### [Dataset content]
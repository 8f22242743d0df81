//! Field validation rules
//!
//! Each rule evaluates a raw field value and yields the message to show when
//! the value is rejected. Rules for a field run in declared order and the
//! first failure wins, so every rule except `Required` accepts empty input.

use regex::Regex;
use std::sync::LazyLock;

/// Digits in a Brazilian postal code (CEP)
pub const CEP_DIGITS: usize = 8;

static EMAIL_RE: LazyLock<Regex> = LazyLock::new(|| {
    Regex::new(r"^[^\s@]+@[^\s@]+\.[^\s@]+$").expect("valid hardcoded regex")
});

/// Plain digits, or a CEP written with its usual mask (`01310-100`, `01.310-100`)
static NUMBER_RE: LazyLock<Regex> = LazyLock::new(|| {
    Regex::new(r"^([0-9]+|[0-9]{2}\.?[0-9]{3}-[0-9]{3})$").expect("valid hardcoded regex")
});

/// Capability shared by every rule
pub trait ValidationRule: std::fmt::Debug + Send + Sync {
    /// `Some(message)` when the value is rejected
    fn evaluate(&self, value: &str) -> Option<String>;
}

/// Rejects empty or whitespace-only input
#[derive(Debug, Clone)]
pub struct Required {
    pub message: String,
}

impl Required {
    pub fn new(message: &str) -> Self {
        Self {
            message: message.to_string(),
        }
    }
}

impl ValidationRule for Required {
    fn evaluate(&self, value: &str) -> Option<String> {
        value.trim().is_empty().then(|| self.message.clone())
    }
}

/// Rejects values that are not shaped like `local@domain.tld`
#[derive(Debug, Clone)]
pub struct EmailFormat {
    pub message: String,
}

impl EmailFormat {
    pub fn new(message: &str) -> Self {
        Self {
            message: message.to_string(),
        }
    }
}

impl ValidationRule for EmailFormat {
    fn evaluate(&self, value: &str) -> Option<String> {
        let value = value.trim();
        if value.is_empty() || EMAIL_RE.is_match(value) {
            None
        } else {
            Some(self.message.clone())
        }
    }
}

/// Rejects values that are not a digit string. Separators are accepted only
/// where the CEP mask puts them.
#[derive(Debug, Clone)]
pub struct Numeric {
    pub message: String,
}

impl Numeric {
    pub fn new(message: &str) -> Self {
        Self {
            message: message.to_string(),
        }
    }
}

impl ValidationRule for Numeric {
    fn evaluate(&self, value: &str) -> Option<String> {
        let value = value.trim();
        if value.is_empty() || NUMBER_RE.is_match(value) {
            None
        } else {
            Some(self.message.clone())
        }
    }
}

/// Rejects values whose normalized digit string is not exactly `len` long.
///
/// Normalization pads short inputs, so only inputs carrying more than `len`
/// digits fail.
#[derive(Debug, Clone)]
pub struct ExactDigitLength {
    pub len: usize,
    pub message: String,
}

impl ExactDigitLength {
    pub fn new(len: usize, message: &str) -> Self {
        Self {
            len,
            message: message.to_string(),
        }
    }
}

impl ValidationRule for ExactDigitLength {
    fn evaluate(&self, value: &str) -> Option<String> {
        if value.trim().is_empty() {
            return None;
        }
        let normalized = pad_digits(value, self.len);
        (normalized.chars().count() != self.len).then(|| self.message.clone())
    }
}

/// Keep only the ASCII digits of `raw` and left-pad with `'0'` up to `width`
fn pad_digits(raw: &str, width: usize) -> String {
    let digits: String = raw.chars().filter(char::is_ascii_digit).collect();
    format!("{digits:0>width$}")
}

/// Canonical CEP: digits only, left-padded with zeros to eight characters
pub fn normalize_cep(raw: &str) -> String {
    pad_digits(raw, CEP_DIGITS)
}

### [Exercise description]
Lines from the first one above through the line containing "static NUMBER_RE: LazyLock<Regex>" are to be retyped exactly, both included, and nothing more.

### [Written solution]
repository 8f22242743d0df81
//! Field validation rules
//!
//! Each rule evaluates a raw field value and yields the message to show when
//! the value is rejected. Rules for a field run in declared order and the
//! first failure wins, so every rule except `Required` accepts empty input.

use regex::Regex;
use std::sync::LazyLock;

/// Digits in a Brazilian postal code (CEP)
pub const CEP_DIGITS: usize = 8;

static EMAIL_RE: LazyLock<Regex> = LazyLock::new(|| {
    Regex::new(r"^[^\s@]+@[^\s@]+\.[^\s@]+$").expect("valid hardcoded regex")
});

/// Plain digits, or a CEP written with its usual mask (`01310-100`, `01.310-100`)
static NUMBER_RE: LazyLock<Regex> = LazyLock::new(|| {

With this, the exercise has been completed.